COUSINS. President Ferdinand Marcos Jr. and House Speaker Martin Romualdez during a roundtable meeting with heads of the Malaysian Chambers of Commerce in Kuala Lumpur, Malaysia in July 2023.

House website

The partnership renewal between Partido Federal and Speaker Martin Romualdez's Lakas-CMD – half of the UniTeam electoral alliance in 2022 – sets up the home of President Marcos' senatorial ticket in next year's elections

MANILA, Philippines – The political parties of President Ferdinand Marcos Jr. and Speaker Martin Romualdez have formalized an alliance for the 2025 midterm elections, a move that establishes the base of the administration’s senatorial ticket in next year’s vote.

Marcos’ Partido Federal, Lakas-CMD forge alliance for 2025 elections

Marcos’ Partido Federal ng Pilipinas (PFP) signed the agreement with Romualdez’s Lakas-CMD on Wednesday, May 8.

PFP, according to its national president South Cotabato Governor Reynaldo Tamayo, is home to nearly half of the governors in the country.

Lakas-CMD, where Romualdez is party president, is the most dominant bloc in the House, boasting 100 members that account for one-third of the chamber’s members.

The alliance has also been eyeing to recruit other power blocs in Congress – Nacionalista Party, National Unity Party, and Nationalist People’s Coalition – into the fold, Marcos had said on May 1.

Marcos has yet to announce the senatorial candidates that he would be backing.

The PFP and Lakas-CMD were part of the UniTeam alliance in 2022, which catapulted Marcos and running mate Vice President Sara Duterte to the country’s top posts in a landslide election victory.

Duterte’s regional party Hugpong ng Pagbabago was part of that alliance, but Tamayo was non-committal when asked whether HNP will be part of the administration coalition in 2025.

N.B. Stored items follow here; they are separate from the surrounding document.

//! Batch input and output types.

use crate::error::ItemError;
use crate::export::Artifact;
use crate::pipeline::metrics::SizeReport;
use crate::pipeline::stage::split_extension;
use serde::Serialize;

/// One uploaded file.
#[derive(Debug, Clone, PartialEq, Eq)]
pub struct UploadedItem {
    /// Declared file name; its extension is the engine's format hint.
    pub name: String,
    pub bytes: Vec<u8>,
    /// Size reported by the uploader. Used as the "original" size in
    /// [`SizeReport`].
    pub declared_size: u64,
}

impl UploadedItem {
    /// An upload whose declared size is its byte length.
    pub fn new(name: impl Into<String>, bytes: Vec<u8>) -> Self {
        let declared_size = bytes.len() as u64;
        Self {
            name: name.into(),
            bytes,
            declared_size,
        }
    }

    /// An upload with an explicitly declared size.
    pub fn with_declared_size(name: impl Into<String>, bytes: Vec<u8>, declared_size: u64) -> Self {
        Self {
            name: name.into(),
            bytes,
            declared_size,
        }
    }
}

/// The outcome of converting one upload.
#[derive(Debug, Clone, PartialEq, Eq, Serialize)]
#[serde(tag = "status", rename_all = "snake_case")]
pub enum ConversionResult {
    /// Non-empty converted text.
    Success { text: String },
    /// Why the item failed; `Display` is the operator-facing message.
    Failure(ItemError),
}

impl ConversionResult {
    pub fn is_success(&self) -> bool {
        matches!(self, ConversionResult::Success { .. })
    }

    /// The converted text, if any.
    pub fn text(&self) -> Option<&str> {
        match self {
            ConversionResult::Success { text } => Some(text),
            ConversionResult::Failure(_) => None,
        }
    }

    /// The failure message shown to the operator, if any.
    pub fn message(&self) -> Option<String> {
        match self {
            ConversionResult::Success { .. } => None,
            ConversionResult::Failure(e) => Some(e.to_string()),
        }
    }
}

/// One entry of a [`BatchOutcome`].
#[derive(Debug, Clone, PartialEq, Serialize)]
pub struct ItemOutcome {
    pub name: String,
    pub result: ConversionResult,
    /// Present only when `result` is a success.
    pub size_report: Option<SizeReport>,
}

impl ItemOutcome {
    pub fn is_success(&self) -> bool {
        self.result.is_success()
    }

    /// The upload name with its final extension stripped.
    pub fn base_name(&self) -> &str {
        split_extension(&self.name).0
    }

    /// Rendered Markdown preview.
    pub fn markdown(&self) -> Option<&str> {
        self.result.text()
    }

    /// Raw text view. The engine output is already plain text with Markdown
    /// markup, so it is the same string as [`Self::markdown`].
    pub fn plain_text(&self) -> Option<&str> {
        self.result.text()
    }

    /// The `.md` and `.txt` downloads; empty for a failed item.
    pub fn artifacts(&self) -> Vec<Artifact> {
        match self.result.text() {
            Some(text) => Artifact::for_item(self.base_name(), text),
            None => Vec::new(),
        }
    }
}

/// Per-item results of one batch, in input order.
#[derive(Debug, Clone, Default, PartialEq, Serialize)]
pub struct BatchOutcome {
    pub items: Vec<ItemOutcome>,
}

impl BatchOutcome {
    pub fn len(&self) -> usize {
        self.items.len()
    }

    pub fn is_empty(&self) -> bool {
        self.items.is_empty()
    }

    pub fn iter(&self) -> std::slice::Iter<'_, ItemOutcome> {
        self.items.iter()
    }

    pub fn succeeded(&self) -> usize {
        self.items.iter().filter(|i| i.is_success()).count()
    }

    pub fn failed(&self) -> usize {
        self.len() - self.succeeded()
    }
}

impl<'a> IntoIterator for &'a BatchOutcome {
    type Item = &'a ItemOutcome;
    type IntoIter = std::slice::Iter<'a, ItemOutcome>;

    fn into_iter(self) -> Self::IntoIter {
        self.items.iter()
    }
}

#[cfg(test)]
mod tests {
    use super::*;

    fn success(name: &str, text: &str) -> ItemOutcome {
        ItemOutcome {
            name: name.into(),
            result: ConversionResult::Success { text: text.into() },
            size_report: Some(SizeReport::compare(10, text)),
        }
    }

    #[test]
    fn new_uses_byte_length_as_declared_size() {
        let item = UploadedItem::new("a.txt", b"hello".to_vec());
        assert_eq!(item.declared_size, 5);
        let item = UploadedItem::with_declared_size("a.txt", b"hello".to_vec(), 99);
        assert_eq!(item.declared_size, 99);
    }

    #[test]
    fn base_name_strips_final_extension() {
        assert_eq!(success("report.v2.docx", "x").base_name(), "report.v2");
        assert_eq!(success("README", "x").base_name(), "README");
    }

    #[test]
    fn previews_and_artifacts_for_success() {
        let item = success("notes.txt", "hello");
        assert_eq!(item.markdown(), Some("hello"));
        assert_eq!(item.plain_text(), Some("hello"));
        let names: Vec<_> = item.artifacts().into_iter().map(|a| a.file_name).collect();
        assert_eq!(names, ["notes_converted.md", "notes_converted.txt"]);
    }

    #[test]
    fn failure_has_no_artifacts() {
        let item = ItemOutcome {
            name: "bad.pdf".into(),
            result: ConversionResult::Failure(ItemError::EmptyResult),
            size_report: None,
        };
        assert!(item.artifacts().is_empty());
        assert!(item.markdown().is_none());
    }

    #[test]
    fn batch_counts() {
        let outcome = BatchOutcome {
            items: vec![
                success("a.txt", "a"),
                ItemOutcome {
                    name: "b.pdf".into(),
                    result: ConversionResult::Failure(ItemError::Engine {
                        message: "boom".into(),
                    }),
                    size_report: None,
                },
            ],
        };
        assert_eq!(outcome.len(), 2);
        assert_eq!(outcome.succeeded(), 1);
        assert_eq!(outcome.failed(), 1);
    }

    #[test]
    fn serialises_with_status_tag() {
        let json = serde_json::to_value(success("a.txt", "hi")).unwrap();
        assert_eq!(json["result"]["status"], "success");
        assert_eq!(json["result"]["text"], "hi");

        let failure = ConversionResult::Failure(ItemError::Engine {
            message: "boom".into(),
        });
        let json = serde_json::to_value(&failure).unwrap();
        assert_eq!(json["status"], "failure");
        assert_eq!(json["kind"], "engine");
        assert_eq!(json["message"], "boom");
    }

    #[test]
    fn every_failure_serialises_its_message() {
        let cases = [
            (
                ItemError::Staging {
                    detail: "disk full".into(),
                },
                "staging",
                crate::error::STAGING_FAILED_MESSAGE,
            ),
            (
                ItemError::Engine {
                    message: "corrupt archive".into(),
                },
                "engine",
                "corrupt archive",
            ),
            (
                ItemError::EmptyResult,
                "empty_result",
                crate::error::EMPTY_RESULT_MESSAGE,
            ),
        ];
        for (error, kind, message) in cases {
            let item = ItemOutcome {
                name: "scan.pdf".into(),
                result: ConversionResult::Failure(error),
                size_report: None,
            };
            let json = serde_json::to_value(&item).unwrap();
            assert_eq!(json["result"]["status"], "failure");
            assert_eq!(json["result"]["kind"], kind);
            assert_eq!(json["result"]["message"], message);
        }

        let staging = serde_json::to_value(ConversionResult::Failure(ItemError::Staging {
            detail: "disk full".into(),
        }))
        .unwrap();
        assert_eq!(staging["detail"], "disk full");
    }
}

Duterte has figured in apparent rifts with Speaker Romualdez and First Lady Liza Araneta Marcos, raising serious doubts on the formidability of the UniTeam alliance, heading to next year’s polls.

Duterte remains part of Marcos’ Cabinet as education secretary, as the President insists on keeping her.

The Vice President has also faced calls to resign as education secretary, amid the attacks of her father, former president Rodrigo Duterte, and her siblings against Marcos.

The midterm election also indicates public approval and the political influence of the incumbent president.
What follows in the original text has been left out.